Congress isn’t the real audience for the White House budget proposal

By Molly E Reynolds

This week, President Trump released his budget proposal for fiscal year 2019. It departs from recent Republican orthodoxy—generally more rhetorical than actual—on the need for a balanced budget and comes complete with large planned increases in spending for defense, homeland security, and veterans programs and cuts in areas including agriculture, education, and transportation. In a week where the president is also rolling out a separate infrastructure plan and the Senate is considering immigration legislation, the proposal has found itself competing for space among several other headlines.

Indeed, fighting for attention against other issues may well be a decent omen for the budget proposal’s prospects in Congress this year, where the appetite for major spending cuts seems small. Just last week, the House and Senate agreed to a budget deal that provides for nearly $300 billion in spending increases across defense and non-defense programs over the next two years. That’s not to say there aren’t specific spending cuts, especially on the non-defense side of the ledger, included in the president’s budget that many congressional Republicans would like to see enacted; there certainly are. But the president’s budget request is just that—a request—and the current Congress does not seem likely to reverse course in the short term, especially in an election year.

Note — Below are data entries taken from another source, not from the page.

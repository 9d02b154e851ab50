// SPDX-License-Identifier: (MIT OR Apache-2.0)
//! CLI command implementations.

pub mod check;
pub mod explain;
pub mod inspect;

Some of the budget’s most dramatic proposals—including a controversial plan to send food directly to Supplemental Nutrition Assistance Program participants and large cuts to Medicaid—come on the mandatory side of the budget, which is handled outside of the process addressed by last week’s budget deal. But action on significant cuts to social safety net programs also seems unlikely this year. Senate Budget Committee Chair Mike Enzi (R-Wyo.) has indicated he’s unlikely to take the necessary steps to allow for a budget reconciliation bill in fiscal year 2019. Without the ability to use the reconciliation process, any legislation would be subject to a potential filibuster in the Senate, where the Republicans’ narrow, 51-49 majority makes the prospects for even party-line legislating difficult.

So if Congress seems unlikely to take up much of the president’s proposal this year, why construct such a document? Beyond the president’s statutory responsibility for doing so, the answer lies, in part, with Office of Management and Budget Director—and former far-right member of Congress—Mick Mulvaney, whose policy preferences are well-reflected in many parts of the proposal. Mulvaney and like-minded fellow officials likely see value in having a fully articulated policy proposal to which they can point in conversations with their allies outside the administration to demonstrate that they are doing their best to advance shared ideas. This notion of advancing a doomed-to-fail plan in order to curry favor with allied interest groups is familiar to Congress-watchers. As political scientist Jeremy Gelman has documented, majority parties frequently spend time on extreme, dead-on-arrival legislation as a way to build external political support and to make clear what goals the party would pursue if they had more seats in Congress.

The budget—which we’d be wise not to attribute too heavily to Trump himself—certainly serves a role in the ongoing struggle to set a legislative agenda in Washington, and plays a key role in the internal workflow of the executive branch. The proposals in specific policy areas, including the State Department, provide a potentially useful articulation of priorities. But, as Mulvaney himself described the plan, it’s a “messaging document,” not a to-do list.